Please find the lines in the entries below that contain the word "than", and copy each one.
*** Block opens ***
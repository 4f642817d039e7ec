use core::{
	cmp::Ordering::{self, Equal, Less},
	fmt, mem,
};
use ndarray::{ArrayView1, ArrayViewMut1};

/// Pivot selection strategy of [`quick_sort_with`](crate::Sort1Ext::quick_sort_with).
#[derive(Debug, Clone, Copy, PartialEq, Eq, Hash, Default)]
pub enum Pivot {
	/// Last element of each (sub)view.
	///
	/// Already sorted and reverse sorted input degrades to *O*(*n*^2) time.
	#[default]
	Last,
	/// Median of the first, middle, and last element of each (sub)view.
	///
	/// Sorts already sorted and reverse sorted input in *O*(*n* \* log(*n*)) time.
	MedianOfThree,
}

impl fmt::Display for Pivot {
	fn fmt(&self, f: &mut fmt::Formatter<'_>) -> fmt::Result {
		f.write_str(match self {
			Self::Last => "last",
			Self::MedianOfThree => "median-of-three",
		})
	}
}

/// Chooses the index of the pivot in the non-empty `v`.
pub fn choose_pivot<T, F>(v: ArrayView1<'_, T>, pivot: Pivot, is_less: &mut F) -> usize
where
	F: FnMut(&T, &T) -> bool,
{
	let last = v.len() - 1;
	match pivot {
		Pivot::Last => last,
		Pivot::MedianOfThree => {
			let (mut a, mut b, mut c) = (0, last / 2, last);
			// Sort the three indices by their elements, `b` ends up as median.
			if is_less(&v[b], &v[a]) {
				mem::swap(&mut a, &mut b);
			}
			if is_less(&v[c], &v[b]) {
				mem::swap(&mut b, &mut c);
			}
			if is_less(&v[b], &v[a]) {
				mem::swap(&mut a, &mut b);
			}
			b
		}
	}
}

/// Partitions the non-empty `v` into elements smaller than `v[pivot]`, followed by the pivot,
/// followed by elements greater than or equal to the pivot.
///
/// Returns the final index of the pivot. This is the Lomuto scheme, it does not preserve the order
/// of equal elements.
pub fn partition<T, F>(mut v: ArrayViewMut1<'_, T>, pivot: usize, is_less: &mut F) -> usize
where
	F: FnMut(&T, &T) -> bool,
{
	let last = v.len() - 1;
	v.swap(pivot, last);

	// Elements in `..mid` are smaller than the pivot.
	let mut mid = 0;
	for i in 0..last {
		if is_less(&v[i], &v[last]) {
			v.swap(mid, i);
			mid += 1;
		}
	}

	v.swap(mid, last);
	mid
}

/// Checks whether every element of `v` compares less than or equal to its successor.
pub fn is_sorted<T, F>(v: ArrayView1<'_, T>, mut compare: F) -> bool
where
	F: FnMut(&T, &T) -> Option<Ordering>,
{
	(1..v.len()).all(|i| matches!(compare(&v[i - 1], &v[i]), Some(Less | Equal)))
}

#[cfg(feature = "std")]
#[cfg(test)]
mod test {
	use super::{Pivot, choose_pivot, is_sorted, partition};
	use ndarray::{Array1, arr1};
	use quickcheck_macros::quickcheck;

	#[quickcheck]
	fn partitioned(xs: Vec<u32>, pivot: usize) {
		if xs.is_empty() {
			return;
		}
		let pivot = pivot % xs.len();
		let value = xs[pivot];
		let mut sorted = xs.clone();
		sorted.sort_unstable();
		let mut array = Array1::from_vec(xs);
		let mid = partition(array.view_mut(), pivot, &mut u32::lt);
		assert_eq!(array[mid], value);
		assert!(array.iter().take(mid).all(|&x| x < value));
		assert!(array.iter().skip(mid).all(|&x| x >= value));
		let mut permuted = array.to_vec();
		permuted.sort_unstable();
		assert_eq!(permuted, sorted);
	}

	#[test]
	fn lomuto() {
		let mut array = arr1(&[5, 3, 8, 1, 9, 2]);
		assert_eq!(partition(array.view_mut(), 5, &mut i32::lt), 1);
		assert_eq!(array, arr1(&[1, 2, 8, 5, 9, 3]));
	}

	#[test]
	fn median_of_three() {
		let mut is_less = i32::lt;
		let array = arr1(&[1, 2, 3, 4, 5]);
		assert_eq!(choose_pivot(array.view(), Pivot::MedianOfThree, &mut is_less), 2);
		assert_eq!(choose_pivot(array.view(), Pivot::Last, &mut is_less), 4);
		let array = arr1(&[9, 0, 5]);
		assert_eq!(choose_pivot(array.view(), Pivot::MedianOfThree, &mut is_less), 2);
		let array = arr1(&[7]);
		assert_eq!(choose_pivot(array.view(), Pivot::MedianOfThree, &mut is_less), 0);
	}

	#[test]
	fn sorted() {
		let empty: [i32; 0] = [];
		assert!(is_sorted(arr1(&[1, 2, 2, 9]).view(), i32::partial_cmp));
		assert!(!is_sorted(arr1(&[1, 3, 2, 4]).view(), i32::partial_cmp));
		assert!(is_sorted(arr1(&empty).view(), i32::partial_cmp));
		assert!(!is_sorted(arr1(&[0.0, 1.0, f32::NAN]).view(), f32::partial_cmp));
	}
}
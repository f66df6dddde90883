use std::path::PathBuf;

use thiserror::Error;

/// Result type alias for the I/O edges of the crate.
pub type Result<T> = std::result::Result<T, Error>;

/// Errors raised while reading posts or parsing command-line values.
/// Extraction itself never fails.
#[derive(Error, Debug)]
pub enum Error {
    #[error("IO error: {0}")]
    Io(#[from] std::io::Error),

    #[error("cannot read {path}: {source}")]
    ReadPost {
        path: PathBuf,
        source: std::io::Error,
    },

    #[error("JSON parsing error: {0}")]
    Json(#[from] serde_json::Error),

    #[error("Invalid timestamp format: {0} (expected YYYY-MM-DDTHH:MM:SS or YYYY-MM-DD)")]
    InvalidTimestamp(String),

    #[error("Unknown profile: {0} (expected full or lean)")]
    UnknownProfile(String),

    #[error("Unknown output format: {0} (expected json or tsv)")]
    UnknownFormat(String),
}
*** Block closes ***
*** Block opens ***
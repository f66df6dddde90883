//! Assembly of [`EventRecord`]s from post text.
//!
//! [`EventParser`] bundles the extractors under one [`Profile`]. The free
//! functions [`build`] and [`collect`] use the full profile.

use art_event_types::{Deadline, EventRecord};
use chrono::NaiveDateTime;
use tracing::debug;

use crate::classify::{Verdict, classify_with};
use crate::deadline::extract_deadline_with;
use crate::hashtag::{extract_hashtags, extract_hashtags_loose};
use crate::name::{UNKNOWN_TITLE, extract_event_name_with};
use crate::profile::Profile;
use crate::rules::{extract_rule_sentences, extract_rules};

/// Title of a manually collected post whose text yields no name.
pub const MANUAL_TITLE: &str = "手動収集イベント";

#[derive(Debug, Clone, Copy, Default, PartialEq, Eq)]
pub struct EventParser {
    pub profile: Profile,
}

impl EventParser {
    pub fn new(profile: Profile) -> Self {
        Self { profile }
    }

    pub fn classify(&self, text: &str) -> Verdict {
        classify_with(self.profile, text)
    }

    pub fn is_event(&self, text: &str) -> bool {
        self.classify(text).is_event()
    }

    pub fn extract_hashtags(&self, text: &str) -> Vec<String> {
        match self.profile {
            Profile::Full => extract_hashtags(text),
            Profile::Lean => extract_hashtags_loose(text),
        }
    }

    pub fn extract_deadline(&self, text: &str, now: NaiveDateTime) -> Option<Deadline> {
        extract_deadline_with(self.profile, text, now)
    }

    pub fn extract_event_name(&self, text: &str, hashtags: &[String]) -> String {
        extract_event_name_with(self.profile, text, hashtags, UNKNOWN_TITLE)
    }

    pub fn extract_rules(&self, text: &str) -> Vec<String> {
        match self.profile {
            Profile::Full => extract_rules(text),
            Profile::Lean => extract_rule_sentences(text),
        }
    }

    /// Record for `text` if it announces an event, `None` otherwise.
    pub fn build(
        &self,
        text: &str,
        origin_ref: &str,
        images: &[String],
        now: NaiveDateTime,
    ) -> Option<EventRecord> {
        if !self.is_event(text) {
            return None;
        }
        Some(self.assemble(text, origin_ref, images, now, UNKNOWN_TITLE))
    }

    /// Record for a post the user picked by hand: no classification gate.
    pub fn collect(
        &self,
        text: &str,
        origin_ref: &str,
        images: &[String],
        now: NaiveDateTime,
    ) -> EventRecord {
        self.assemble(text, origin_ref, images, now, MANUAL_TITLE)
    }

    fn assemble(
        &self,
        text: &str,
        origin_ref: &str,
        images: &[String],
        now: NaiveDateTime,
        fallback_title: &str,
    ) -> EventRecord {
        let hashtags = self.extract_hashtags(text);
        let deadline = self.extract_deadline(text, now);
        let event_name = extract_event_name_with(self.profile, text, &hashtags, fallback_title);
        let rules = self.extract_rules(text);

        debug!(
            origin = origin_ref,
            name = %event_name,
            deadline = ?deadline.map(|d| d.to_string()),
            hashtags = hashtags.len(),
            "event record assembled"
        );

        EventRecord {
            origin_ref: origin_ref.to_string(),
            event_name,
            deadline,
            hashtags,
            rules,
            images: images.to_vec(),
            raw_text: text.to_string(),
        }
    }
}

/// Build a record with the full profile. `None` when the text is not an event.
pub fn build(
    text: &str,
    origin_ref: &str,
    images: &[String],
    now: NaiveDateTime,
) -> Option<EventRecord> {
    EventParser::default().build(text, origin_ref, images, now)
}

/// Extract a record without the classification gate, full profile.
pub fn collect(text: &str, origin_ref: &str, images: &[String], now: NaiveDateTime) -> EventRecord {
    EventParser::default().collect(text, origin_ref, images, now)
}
*** Block closes ***
*** Block opens ***
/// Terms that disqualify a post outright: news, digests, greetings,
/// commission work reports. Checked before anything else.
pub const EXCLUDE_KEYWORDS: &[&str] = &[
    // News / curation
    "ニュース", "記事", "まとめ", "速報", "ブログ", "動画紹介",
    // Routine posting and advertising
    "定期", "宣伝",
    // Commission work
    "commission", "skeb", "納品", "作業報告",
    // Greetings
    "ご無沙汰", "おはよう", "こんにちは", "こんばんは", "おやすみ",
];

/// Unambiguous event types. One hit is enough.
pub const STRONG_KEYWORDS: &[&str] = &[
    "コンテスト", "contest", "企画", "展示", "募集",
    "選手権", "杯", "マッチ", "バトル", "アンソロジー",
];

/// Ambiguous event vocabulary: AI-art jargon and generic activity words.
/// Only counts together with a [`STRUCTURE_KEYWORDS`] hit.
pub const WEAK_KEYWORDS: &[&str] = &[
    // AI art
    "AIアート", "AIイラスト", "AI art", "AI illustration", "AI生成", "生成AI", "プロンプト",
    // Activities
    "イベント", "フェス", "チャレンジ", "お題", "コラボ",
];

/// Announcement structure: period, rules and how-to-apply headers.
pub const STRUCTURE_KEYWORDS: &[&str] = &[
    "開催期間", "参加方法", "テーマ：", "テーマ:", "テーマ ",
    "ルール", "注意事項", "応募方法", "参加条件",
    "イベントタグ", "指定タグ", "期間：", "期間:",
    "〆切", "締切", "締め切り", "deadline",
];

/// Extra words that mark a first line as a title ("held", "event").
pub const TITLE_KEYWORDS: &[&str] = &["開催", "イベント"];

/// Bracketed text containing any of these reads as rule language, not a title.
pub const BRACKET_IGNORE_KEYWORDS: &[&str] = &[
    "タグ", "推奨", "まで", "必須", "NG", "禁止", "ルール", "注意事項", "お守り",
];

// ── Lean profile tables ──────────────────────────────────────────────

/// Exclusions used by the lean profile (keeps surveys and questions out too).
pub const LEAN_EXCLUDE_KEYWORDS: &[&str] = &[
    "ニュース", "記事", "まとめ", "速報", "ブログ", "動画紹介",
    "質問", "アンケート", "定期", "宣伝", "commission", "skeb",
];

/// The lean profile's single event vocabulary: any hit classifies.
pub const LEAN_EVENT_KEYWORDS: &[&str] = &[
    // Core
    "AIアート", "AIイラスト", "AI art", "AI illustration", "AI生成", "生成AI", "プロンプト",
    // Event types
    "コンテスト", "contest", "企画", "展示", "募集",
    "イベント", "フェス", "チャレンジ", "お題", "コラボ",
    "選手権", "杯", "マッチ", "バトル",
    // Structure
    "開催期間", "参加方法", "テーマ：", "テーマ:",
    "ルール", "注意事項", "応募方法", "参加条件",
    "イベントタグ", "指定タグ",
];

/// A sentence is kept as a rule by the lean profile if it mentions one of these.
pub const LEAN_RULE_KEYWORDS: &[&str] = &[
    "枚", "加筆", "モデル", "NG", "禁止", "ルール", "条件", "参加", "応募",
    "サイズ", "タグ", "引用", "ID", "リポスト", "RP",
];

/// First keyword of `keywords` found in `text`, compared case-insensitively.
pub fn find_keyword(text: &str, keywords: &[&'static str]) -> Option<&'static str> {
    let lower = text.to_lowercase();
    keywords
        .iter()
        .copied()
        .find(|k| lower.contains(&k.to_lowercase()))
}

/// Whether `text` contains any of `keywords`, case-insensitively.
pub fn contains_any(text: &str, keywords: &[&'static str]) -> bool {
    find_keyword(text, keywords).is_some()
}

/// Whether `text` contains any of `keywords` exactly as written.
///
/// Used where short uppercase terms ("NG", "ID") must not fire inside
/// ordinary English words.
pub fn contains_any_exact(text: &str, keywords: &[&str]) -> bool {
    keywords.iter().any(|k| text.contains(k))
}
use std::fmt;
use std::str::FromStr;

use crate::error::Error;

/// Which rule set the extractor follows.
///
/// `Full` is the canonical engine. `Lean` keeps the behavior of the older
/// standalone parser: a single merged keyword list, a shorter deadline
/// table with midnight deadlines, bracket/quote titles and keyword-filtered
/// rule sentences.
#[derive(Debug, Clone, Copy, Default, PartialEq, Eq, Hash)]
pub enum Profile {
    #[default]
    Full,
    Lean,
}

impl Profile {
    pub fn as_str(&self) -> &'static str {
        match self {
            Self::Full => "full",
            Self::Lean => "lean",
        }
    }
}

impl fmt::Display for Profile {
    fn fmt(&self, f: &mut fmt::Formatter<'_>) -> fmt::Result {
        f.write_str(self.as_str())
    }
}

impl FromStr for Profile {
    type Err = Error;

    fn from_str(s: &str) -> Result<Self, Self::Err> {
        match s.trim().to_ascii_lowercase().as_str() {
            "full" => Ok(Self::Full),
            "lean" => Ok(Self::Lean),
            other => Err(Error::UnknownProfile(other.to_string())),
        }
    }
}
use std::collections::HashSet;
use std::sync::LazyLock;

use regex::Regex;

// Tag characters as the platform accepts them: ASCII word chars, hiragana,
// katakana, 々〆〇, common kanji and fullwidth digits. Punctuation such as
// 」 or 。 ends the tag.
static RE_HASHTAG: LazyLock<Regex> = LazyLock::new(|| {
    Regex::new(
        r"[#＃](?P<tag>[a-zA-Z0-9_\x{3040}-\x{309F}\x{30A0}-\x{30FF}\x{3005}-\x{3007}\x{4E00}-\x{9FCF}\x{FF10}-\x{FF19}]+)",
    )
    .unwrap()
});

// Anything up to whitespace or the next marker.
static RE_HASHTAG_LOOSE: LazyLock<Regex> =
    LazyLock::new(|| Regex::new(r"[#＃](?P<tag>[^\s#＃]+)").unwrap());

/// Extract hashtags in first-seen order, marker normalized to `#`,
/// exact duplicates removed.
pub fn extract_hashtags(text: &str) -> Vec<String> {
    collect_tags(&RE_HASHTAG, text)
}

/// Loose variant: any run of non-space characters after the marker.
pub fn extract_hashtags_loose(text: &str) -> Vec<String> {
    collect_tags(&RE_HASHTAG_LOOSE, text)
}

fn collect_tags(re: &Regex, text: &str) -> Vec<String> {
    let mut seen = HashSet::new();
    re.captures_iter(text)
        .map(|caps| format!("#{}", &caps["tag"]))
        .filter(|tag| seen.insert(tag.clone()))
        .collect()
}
*** Block closes ***
Result:
/// Partitions the non-empty `v` into elements smaller than `v[pivot]`, followed by the pivot,
/// followed by elements greater than or equal to the pivot.
	// Elements in `..mid` are smaller than the pivot.
/// Checks whether every element of `v` compares less than or equal to its successor.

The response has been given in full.